> _THE PROBLEM_: Only the lines from the top of the data through the one with "fn from(task: &Task)" are to be written out, each exactly as it stands.

**** SUPPLIED MATERIAL

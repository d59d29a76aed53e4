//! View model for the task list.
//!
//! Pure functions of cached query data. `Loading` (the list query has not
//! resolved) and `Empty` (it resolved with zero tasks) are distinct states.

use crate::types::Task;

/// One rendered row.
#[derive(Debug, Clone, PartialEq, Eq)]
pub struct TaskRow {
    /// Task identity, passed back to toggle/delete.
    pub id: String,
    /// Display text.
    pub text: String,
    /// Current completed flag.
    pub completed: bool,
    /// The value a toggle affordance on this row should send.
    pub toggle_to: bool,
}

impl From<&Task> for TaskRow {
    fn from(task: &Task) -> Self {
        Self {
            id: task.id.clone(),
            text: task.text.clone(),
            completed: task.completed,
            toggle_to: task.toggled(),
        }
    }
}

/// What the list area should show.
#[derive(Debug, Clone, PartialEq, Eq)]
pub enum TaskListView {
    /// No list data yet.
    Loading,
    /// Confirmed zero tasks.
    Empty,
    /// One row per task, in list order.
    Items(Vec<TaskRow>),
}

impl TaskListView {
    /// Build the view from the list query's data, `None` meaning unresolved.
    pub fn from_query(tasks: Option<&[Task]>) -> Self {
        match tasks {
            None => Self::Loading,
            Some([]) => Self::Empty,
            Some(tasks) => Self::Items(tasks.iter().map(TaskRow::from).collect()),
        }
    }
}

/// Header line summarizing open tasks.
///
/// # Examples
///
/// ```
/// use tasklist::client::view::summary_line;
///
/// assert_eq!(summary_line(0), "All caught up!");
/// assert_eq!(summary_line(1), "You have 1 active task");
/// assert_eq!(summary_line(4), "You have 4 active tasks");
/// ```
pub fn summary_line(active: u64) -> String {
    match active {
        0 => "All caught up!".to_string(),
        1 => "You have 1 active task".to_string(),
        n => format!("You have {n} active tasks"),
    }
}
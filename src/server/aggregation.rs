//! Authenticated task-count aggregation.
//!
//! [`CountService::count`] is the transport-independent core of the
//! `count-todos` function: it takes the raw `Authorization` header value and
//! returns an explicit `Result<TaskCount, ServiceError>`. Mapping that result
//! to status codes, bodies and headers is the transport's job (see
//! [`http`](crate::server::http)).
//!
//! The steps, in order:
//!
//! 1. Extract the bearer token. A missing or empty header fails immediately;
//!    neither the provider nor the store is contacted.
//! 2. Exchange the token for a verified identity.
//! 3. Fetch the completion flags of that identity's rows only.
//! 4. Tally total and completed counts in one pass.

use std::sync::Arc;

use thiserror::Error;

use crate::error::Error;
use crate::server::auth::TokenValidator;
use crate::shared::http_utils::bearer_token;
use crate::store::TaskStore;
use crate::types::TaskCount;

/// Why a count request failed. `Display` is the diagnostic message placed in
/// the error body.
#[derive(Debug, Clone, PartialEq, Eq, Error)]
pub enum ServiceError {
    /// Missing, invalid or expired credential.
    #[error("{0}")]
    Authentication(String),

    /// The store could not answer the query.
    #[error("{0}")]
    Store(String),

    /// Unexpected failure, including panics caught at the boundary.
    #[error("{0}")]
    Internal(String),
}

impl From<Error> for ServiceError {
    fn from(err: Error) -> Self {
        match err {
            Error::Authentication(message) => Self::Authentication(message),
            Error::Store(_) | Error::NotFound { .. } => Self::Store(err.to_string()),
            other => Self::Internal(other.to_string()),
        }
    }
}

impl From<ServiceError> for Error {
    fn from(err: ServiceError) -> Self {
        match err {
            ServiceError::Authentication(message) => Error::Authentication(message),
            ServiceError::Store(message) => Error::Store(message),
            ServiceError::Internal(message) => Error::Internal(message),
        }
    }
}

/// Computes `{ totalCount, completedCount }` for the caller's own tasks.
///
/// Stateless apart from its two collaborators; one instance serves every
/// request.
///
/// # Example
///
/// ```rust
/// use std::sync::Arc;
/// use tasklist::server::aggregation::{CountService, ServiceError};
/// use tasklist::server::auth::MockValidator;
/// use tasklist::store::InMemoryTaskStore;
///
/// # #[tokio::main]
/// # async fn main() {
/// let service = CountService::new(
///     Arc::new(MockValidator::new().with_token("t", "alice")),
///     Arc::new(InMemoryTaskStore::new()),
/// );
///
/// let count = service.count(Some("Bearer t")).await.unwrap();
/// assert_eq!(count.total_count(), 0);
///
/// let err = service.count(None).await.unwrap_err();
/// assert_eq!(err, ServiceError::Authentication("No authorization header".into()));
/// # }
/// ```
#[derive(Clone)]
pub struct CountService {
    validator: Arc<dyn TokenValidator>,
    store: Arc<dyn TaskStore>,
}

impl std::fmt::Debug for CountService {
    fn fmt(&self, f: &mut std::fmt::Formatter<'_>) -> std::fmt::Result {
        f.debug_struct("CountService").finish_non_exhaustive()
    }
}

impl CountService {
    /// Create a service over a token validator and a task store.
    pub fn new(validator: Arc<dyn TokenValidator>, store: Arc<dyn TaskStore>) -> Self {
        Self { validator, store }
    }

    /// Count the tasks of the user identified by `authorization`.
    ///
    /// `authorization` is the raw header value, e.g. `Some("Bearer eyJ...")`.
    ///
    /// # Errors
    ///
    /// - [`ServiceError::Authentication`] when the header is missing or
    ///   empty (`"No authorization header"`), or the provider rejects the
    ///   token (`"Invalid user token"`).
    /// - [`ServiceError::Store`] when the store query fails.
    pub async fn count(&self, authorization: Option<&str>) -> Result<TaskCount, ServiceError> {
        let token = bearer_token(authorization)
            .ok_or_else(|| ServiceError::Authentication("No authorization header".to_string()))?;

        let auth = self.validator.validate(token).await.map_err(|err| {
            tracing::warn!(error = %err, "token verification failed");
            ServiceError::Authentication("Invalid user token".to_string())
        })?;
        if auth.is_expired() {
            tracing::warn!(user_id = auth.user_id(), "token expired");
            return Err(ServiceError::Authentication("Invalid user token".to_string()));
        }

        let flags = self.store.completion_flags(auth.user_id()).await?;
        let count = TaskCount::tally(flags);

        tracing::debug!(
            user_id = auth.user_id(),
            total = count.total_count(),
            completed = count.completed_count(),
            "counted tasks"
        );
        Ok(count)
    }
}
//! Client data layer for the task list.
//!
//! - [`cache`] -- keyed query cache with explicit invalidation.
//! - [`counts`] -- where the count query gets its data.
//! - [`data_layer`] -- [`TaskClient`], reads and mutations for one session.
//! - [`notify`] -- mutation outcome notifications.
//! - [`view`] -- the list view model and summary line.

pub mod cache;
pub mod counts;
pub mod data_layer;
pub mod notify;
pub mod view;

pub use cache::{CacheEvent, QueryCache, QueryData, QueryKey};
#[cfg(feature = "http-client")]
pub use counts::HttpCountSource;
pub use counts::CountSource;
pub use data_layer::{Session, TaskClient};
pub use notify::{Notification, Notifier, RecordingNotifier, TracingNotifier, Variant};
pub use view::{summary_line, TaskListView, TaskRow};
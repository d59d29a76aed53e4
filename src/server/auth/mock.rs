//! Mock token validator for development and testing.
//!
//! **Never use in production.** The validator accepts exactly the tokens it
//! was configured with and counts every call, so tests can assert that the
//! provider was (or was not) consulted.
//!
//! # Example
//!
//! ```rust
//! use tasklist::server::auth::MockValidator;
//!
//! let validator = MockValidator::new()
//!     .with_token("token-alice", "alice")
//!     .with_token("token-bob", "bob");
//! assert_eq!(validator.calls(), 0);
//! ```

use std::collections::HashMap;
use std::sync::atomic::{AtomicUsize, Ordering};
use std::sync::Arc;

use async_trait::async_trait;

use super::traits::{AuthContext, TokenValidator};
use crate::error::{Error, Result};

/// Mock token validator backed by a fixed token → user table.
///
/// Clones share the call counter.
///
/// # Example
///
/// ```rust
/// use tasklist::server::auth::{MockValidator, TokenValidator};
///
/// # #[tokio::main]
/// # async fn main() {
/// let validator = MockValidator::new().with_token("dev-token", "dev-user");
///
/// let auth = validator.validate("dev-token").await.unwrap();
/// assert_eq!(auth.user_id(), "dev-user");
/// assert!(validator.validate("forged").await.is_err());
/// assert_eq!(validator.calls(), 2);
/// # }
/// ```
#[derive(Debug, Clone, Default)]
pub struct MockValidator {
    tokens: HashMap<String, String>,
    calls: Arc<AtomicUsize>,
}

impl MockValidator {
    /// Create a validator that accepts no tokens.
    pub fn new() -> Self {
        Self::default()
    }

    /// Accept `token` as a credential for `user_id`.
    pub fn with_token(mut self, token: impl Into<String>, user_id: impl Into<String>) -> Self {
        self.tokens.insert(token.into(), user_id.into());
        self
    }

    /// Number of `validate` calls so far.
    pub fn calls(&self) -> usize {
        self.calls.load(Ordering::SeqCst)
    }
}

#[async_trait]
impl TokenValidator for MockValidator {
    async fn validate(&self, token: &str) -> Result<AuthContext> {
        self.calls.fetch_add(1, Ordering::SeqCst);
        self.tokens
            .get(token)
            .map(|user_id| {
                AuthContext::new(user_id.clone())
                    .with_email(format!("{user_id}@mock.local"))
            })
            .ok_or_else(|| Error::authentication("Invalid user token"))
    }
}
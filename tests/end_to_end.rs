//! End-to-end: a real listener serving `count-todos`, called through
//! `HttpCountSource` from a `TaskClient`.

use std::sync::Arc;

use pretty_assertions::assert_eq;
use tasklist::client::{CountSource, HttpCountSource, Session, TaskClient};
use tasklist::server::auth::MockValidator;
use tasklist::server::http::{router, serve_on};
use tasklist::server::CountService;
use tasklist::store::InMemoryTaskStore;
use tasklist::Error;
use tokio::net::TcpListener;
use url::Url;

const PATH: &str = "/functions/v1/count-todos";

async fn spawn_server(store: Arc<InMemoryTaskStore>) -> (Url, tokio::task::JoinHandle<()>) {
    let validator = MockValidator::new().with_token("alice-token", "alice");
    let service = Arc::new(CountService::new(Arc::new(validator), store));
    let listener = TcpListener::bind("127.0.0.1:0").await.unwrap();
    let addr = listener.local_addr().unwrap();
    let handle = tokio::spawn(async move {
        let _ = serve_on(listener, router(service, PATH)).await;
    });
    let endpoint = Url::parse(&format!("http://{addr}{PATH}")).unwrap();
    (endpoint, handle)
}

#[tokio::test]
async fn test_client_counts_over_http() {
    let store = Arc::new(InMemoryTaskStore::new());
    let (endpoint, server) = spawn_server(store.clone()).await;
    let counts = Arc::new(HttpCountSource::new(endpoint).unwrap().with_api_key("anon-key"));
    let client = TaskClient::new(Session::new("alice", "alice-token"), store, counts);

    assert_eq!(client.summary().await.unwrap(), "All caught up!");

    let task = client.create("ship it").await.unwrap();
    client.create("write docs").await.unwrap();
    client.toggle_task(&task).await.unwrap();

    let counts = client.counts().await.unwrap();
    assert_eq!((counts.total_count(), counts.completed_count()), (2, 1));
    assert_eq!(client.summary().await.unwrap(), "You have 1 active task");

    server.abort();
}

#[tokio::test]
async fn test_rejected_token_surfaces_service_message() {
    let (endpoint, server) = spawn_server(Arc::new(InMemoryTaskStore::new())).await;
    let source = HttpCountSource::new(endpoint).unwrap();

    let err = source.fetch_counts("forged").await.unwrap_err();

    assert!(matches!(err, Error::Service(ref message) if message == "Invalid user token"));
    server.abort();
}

********

> _ANSWER SPACE_:
repository d59d29a76aed53e4
//! View model for the task list.
//!
//! Pure functions of cached query data. `Loading` (the list query has not
//! resolved) and `Empty` (it resolved with zero tasks) are distinct states.

use crate::types::Task;

/// One rendered row.
#[derive(Debug, Clone, PartialEq, Eq)]
pub struct TaskRow {
    /// Task identity, passed back to toggle/delete.
    pub id: String,
    /// Display text.
    pub text: String,
    /// Current completed flag.
    pub completed: bool,
    /// The value a toggle affordance on this row should send.
    pub toggle_to: bool,
}

impl From<&Task> for TaskRow {
    fn from(task: &Task) -> Self {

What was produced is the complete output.